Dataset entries

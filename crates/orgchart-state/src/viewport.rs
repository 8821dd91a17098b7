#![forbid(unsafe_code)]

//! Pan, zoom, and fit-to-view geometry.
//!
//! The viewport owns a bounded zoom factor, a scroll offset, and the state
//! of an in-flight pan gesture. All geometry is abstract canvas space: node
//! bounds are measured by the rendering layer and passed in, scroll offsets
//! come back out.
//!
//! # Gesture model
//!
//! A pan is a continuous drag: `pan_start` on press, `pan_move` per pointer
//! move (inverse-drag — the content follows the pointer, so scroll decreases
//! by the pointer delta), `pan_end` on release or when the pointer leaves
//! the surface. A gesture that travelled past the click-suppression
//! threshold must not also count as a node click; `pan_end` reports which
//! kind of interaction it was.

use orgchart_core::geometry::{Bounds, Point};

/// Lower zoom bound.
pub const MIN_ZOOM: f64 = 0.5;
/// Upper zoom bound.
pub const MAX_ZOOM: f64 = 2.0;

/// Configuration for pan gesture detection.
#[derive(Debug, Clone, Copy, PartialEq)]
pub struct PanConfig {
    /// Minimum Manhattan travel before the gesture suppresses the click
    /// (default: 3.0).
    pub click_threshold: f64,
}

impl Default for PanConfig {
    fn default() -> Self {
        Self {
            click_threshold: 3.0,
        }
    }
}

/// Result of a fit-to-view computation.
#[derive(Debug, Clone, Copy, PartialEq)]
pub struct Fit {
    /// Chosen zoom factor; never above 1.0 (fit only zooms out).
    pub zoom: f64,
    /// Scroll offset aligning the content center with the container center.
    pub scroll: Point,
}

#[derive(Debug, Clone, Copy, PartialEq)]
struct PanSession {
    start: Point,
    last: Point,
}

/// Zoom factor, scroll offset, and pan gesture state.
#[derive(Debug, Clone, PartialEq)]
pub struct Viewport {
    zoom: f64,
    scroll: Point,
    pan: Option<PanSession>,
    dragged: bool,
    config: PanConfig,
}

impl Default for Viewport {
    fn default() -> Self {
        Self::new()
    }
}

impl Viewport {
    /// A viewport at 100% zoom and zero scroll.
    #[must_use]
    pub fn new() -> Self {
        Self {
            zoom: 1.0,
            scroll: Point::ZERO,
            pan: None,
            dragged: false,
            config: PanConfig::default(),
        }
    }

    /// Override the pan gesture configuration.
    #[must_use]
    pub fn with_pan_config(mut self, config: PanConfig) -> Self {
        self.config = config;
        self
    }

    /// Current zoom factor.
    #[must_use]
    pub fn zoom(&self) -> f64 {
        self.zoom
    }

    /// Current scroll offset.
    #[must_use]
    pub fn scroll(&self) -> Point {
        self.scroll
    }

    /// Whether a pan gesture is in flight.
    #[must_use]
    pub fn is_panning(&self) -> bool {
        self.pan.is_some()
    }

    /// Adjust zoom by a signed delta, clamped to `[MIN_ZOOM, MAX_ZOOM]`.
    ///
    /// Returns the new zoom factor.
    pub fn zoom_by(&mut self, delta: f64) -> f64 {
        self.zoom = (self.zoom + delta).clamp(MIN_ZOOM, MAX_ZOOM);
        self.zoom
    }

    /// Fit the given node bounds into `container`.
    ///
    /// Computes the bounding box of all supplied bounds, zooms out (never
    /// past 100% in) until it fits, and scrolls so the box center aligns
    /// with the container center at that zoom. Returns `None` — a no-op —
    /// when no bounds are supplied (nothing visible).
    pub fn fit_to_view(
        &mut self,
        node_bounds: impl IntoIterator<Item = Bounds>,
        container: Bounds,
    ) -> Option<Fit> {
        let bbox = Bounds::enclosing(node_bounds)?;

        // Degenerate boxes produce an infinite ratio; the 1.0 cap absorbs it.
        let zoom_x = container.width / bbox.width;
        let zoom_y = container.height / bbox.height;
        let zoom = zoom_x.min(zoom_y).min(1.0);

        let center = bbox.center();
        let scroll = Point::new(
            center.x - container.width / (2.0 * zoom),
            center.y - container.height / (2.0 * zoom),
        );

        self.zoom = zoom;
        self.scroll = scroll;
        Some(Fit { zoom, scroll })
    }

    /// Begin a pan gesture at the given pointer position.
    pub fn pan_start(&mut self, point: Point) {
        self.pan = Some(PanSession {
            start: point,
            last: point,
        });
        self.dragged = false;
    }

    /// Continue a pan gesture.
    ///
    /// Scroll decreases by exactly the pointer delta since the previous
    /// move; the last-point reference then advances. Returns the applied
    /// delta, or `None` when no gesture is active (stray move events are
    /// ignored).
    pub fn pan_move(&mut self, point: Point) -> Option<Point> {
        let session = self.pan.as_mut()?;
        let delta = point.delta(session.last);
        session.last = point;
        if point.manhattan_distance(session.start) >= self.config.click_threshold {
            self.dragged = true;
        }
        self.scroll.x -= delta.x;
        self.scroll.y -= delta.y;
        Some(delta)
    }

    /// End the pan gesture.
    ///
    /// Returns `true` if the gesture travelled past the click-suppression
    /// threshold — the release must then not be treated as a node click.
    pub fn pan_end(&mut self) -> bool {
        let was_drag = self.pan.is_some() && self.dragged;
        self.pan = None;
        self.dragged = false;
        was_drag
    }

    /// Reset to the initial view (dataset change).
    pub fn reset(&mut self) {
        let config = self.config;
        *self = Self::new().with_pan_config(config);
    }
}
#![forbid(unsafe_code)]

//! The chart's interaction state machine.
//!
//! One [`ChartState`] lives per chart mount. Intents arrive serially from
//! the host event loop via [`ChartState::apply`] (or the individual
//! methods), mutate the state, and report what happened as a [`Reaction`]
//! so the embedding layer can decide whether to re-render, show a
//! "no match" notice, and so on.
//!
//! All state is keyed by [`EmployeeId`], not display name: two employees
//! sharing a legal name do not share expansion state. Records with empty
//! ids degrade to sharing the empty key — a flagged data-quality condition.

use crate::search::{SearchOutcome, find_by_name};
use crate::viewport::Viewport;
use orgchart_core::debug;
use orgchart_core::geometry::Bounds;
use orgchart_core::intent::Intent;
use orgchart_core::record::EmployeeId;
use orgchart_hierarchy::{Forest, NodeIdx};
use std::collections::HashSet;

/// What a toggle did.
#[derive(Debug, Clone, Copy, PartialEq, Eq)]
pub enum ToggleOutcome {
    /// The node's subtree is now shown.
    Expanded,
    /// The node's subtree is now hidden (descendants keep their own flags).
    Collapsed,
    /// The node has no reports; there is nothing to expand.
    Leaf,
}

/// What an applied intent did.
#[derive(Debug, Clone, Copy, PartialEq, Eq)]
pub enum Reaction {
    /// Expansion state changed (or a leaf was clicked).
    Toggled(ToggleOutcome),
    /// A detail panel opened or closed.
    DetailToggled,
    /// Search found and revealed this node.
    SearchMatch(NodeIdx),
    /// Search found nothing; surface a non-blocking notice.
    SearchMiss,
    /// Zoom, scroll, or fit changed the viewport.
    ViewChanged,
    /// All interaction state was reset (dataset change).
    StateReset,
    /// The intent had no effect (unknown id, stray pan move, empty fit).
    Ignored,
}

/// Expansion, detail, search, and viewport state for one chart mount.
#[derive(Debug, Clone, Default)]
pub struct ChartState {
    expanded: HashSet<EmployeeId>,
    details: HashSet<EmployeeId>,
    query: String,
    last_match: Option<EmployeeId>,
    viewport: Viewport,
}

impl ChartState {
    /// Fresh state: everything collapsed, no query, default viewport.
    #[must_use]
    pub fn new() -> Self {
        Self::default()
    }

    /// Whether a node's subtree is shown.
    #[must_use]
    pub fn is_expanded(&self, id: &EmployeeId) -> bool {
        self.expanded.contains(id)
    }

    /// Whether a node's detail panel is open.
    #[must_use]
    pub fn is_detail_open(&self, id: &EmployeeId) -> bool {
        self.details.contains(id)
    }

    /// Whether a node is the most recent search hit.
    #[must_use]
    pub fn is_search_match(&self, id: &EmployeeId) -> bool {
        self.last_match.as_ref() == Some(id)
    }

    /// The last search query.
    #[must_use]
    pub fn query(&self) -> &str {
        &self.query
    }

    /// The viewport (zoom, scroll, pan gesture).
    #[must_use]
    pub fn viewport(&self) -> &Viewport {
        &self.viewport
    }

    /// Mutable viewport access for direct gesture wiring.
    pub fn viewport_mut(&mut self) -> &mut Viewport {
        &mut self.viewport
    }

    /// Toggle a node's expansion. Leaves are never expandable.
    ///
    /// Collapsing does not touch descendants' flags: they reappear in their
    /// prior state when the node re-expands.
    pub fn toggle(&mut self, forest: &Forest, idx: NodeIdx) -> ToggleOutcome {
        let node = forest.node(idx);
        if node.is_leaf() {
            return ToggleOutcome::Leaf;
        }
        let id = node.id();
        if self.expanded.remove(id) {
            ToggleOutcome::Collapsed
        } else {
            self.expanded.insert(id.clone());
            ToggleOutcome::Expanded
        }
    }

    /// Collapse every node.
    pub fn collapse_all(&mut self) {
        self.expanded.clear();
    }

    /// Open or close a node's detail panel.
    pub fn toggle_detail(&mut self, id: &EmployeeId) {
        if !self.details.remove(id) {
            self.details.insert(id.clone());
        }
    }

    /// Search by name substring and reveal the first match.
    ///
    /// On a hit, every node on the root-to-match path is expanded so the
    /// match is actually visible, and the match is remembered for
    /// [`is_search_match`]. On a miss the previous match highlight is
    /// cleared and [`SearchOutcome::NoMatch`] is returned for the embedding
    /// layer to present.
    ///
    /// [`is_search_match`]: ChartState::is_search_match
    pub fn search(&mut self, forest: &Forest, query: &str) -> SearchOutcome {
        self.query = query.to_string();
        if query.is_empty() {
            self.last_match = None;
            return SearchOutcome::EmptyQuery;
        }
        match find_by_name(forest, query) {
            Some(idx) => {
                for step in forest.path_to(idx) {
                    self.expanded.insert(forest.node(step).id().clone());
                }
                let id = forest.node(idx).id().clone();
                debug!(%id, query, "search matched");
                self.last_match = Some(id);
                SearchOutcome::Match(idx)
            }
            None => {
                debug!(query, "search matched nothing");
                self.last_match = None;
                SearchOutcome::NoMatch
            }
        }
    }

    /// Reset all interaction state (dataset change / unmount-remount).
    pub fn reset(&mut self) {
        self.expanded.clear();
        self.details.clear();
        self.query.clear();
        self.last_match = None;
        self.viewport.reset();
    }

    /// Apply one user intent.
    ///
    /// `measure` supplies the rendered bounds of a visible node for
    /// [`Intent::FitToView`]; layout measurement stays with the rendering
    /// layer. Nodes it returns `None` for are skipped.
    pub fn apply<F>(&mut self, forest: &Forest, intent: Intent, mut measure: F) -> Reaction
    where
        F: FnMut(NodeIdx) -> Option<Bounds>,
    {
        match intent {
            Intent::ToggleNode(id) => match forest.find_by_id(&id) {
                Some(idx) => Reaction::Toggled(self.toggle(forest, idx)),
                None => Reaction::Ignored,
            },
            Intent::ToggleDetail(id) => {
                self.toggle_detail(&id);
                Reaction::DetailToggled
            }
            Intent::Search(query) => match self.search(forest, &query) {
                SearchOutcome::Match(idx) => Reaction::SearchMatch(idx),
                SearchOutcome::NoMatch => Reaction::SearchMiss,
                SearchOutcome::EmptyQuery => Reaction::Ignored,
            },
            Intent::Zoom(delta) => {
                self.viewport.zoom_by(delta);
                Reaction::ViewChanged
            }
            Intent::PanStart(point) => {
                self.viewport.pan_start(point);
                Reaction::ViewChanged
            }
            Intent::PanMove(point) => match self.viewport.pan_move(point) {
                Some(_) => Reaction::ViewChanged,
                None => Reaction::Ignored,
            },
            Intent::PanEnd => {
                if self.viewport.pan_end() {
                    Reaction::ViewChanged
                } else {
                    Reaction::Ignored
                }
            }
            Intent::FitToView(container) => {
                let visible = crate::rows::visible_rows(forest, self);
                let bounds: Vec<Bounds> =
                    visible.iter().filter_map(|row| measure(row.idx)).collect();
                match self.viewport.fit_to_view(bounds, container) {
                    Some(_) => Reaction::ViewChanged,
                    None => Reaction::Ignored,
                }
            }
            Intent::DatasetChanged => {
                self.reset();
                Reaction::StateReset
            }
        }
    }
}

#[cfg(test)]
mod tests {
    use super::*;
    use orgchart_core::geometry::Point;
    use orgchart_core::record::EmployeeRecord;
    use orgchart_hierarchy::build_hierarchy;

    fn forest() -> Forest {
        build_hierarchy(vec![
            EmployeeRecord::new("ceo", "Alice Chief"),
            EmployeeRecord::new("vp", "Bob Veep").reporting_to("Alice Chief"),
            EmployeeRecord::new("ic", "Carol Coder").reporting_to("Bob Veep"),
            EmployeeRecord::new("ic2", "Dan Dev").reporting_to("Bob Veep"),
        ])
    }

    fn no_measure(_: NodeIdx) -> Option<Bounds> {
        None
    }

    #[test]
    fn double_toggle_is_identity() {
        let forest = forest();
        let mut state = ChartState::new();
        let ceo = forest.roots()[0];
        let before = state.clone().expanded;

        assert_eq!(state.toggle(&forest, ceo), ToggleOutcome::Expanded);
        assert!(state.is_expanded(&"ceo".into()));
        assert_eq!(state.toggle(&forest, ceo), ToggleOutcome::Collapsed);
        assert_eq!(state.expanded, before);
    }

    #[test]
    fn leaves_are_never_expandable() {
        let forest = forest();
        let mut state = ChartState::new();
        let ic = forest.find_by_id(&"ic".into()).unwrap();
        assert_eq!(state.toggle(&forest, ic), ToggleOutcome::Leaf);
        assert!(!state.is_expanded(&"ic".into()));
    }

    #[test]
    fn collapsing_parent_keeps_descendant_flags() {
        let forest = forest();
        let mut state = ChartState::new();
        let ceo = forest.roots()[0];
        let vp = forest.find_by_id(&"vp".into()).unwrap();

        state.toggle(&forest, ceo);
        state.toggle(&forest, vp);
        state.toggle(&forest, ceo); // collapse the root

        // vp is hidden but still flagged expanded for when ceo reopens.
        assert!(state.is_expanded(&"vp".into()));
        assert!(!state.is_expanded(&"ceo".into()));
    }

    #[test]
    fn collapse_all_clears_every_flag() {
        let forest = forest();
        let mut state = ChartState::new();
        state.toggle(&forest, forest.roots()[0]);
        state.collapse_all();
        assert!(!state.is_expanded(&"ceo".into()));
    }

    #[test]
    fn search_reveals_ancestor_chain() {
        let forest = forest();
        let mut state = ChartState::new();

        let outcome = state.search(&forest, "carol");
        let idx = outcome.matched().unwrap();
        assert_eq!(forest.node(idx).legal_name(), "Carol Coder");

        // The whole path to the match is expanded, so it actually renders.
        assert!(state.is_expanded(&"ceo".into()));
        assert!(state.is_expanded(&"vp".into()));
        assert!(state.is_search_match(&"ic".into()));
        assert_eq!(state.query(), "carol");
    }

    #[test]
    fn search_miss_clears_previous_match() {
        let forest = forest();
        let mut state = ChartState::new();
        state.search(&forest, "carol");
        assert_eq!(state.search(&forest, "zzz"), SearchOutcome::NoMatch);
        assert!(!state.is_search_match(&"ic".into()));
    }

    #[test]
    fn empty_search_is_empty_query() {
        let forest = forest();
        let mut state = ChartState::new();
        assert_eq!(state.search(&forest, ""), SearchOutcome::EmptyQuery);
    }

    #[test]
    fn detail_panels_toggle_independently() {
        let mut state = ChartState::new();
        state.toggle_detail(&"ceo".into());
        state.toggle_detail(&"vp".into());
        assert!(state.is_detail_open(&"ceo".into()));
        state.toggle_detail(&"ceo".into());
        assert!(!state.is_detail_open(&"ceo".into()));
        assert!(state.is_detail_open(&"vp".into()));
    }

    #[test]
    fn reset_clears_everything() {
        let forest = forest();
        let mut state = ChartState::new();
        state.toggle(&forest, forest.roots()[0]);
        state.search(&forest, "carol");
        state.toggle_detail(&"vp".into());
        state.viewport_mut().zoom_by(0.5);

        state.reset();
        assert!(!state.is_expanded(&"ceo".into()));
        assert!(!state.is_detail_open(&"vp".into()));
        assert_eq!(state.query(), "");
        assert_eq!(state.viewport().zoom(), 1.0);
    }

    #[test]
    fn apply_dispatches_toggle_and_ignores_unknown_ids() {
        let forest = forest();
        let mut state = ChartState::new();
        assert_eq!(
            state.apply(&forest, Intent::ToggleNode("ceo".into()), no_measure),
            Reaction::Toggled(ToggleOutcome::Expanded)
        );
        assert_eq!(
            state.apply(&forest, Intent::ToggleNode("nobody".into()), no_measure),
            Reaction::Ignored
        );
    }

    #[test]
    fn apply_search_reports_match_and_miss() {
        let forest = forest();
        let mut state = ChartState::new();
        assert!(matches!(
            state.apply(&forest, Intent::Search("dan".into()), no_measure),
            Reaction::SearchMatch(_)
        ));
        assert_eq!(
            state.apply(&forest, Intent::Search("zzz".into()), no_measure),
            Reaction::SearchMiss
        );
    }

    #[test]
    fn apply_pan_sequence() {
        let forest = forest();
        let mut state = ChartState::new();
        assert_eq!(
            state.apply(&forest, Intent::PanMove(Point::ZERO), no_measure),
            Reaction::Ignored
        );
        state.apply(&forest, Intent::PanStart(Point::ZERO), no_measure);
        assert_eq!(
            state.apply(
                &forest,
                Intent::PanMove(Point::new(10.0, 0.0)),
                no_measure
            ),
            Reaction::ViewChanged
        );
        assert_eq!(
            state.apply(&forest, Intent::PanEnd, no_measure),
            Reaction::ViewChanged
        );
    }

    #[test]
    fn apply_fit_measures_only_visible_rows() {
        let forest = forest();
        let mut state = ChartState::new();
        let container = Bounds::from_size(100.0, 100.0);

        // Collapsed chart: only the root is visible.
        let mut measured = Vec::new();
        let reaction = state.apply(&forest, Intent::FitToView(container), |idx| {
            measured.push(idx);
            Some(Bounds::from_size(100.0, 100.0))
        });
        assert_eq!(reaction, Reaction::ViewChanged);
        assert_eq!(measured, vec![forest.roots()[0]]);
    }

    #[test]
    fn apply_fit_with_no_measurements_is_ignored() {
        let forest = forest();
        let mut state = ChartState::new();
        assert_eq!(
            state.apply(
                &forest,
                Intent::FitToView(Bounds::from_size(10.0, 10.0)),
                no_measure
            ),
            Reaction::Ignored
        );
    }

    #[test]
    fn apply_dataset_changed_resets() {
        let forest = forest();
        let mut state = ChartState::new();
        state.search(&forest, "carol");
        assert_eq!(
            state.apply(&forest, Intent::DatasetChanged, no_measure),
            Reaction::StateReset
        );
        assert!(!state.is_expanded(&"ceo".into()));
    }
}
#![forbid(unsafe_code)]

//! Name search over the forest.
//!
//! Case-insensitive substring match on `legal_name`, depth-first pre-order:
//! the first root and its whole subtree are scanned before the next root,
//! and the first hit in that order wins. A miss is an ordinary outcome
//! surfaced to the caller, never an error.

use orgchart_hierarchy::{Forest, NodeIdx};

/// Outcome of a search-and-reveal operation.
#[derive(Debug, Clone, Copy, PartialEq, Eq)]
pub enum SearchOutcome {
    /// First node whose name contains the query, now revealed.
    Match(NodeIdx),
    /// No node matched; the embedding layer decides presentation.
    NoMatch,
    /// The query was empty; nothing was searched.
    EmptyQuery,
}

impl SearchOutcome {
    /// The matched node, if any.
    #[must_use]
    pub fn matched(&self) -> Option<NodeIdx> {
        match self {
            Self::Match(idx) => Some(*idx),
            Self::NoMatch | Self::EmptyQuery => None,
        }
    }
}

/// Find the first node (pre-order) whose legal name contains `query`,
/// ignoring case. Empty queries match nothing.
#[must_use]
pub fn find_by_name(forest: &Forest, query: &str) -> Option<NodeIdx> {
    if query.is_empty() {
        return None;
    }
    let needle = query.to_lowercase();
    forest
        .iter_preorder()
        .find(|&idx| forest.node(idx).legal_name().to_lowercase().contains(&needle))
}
--
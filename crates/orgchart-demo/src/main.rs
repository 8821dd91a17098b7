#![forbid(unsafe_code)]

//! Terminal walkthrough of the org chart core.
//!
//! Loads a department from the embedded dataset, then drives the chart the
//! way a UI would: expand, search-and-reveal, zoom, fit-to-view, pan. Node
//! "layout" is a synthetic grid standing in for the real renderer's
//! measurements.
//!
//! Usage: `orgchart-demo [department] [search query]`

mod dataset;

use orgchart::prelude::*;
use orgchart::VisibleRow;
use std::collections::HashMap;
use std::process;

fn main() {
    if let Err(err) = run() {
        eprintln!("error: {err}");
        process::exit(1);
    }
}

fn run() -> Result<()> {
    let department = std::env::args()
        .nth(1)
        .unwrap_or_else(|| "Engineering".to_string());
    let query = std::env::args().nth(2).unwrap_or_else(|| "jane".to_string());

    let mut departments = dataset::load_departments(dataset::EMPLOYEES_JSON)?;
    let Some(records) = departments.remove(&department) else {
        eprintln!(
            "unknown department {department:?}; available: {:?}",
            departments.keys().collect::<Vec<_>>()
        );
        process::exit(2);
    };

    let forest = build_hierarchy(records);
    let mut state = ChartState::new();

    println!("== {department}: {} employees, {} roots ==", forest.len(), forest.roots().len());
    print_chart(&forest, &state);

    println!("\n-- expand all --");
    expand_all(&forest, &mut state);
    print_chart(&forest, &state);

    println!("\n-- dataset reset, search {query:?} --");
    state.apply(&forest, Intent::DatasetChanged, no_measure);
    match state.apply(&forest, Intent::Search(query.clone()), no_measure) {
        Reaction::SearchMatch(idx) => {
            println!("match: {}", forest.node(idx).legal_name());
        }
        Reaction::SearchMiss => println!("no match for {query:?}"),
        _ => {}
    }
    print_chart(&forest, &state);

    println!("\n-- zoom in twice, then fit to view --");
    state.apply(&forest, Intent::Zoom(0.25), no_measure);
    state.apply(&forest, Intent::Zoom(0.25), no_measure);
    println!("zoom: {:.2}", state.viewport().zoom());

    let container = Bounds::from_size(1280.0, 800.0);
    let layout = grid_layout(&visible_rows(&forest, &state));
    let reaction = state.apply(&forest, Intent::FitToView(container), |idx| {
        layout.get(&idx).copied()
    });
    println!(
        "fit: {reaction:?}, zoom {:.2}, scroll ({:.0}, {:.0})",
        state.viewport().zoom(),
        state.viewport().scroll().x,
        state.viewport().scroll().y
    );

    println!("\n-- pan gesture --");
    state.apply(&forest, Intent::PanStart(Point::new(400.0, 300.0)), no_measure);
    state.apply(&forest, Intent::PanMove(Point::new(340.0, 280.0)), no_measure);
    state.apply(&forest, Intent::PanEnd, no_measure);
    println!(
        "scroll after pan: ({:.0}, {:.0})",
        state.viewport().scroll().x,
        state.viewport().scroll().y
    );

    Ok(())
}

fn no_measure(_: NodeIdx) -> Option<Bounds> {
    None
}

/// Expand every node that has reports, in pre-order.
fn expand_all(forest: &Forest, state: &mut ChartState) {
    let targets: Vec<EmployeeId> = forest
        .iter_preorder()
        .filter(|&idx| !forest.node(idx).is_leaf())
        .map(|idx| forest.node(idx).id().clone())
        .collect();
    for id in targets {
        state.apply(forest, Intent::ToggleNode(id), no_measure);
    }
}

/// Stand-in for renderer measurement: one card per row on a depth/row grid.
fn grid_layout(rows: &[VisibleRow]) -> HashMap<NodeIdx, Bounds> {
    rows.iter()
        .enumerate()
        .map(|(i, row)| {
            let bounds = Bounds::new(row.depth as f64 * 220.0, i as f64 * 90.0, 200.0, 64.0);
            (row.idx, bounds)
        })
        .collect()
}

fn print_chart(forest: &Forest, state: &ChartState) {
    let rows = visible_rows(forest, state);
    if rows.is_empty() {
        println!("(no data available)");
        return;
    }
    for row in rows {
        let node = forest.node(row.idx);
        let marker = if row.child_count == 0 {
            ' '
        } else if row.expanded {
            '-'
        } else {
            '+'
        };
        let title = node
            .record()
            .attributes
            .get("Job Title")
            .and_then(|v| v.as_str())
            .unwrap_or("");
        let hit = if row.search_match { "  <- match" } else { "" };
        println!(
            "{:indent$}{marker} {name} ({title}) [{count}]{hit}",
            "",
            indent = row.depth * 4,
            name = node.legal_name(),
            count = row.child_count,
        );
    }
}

§ WHAT YOU NEED TO DO: Using the entries above, return exactly the lines from the line with "filename crates/orgchart-state/src/viewport.rs" to the line with "is a continuous", counting both of those lines.

§ RESULT FOR THIS TASK:
filename crates/orgchart-state/src/viewport.rs
repository 8821dd91a17098b7
#![forbid(unsafe_code)]

//! Pan, zoom, and fit-to-view geometry.
//!
//! The viewport owns a bounded zoom factor, a scroll offset, and the state
//! of an in-flight pan gesture. All geometry is abstract canvas space: node
//! bounds are measured by the rendering layer and passed in, scroll offsets
//! come back out.
//!
//! # Gesture model
//!
//! A pan is a continuous drag: `pan_start` on press, `pan_move` per pointer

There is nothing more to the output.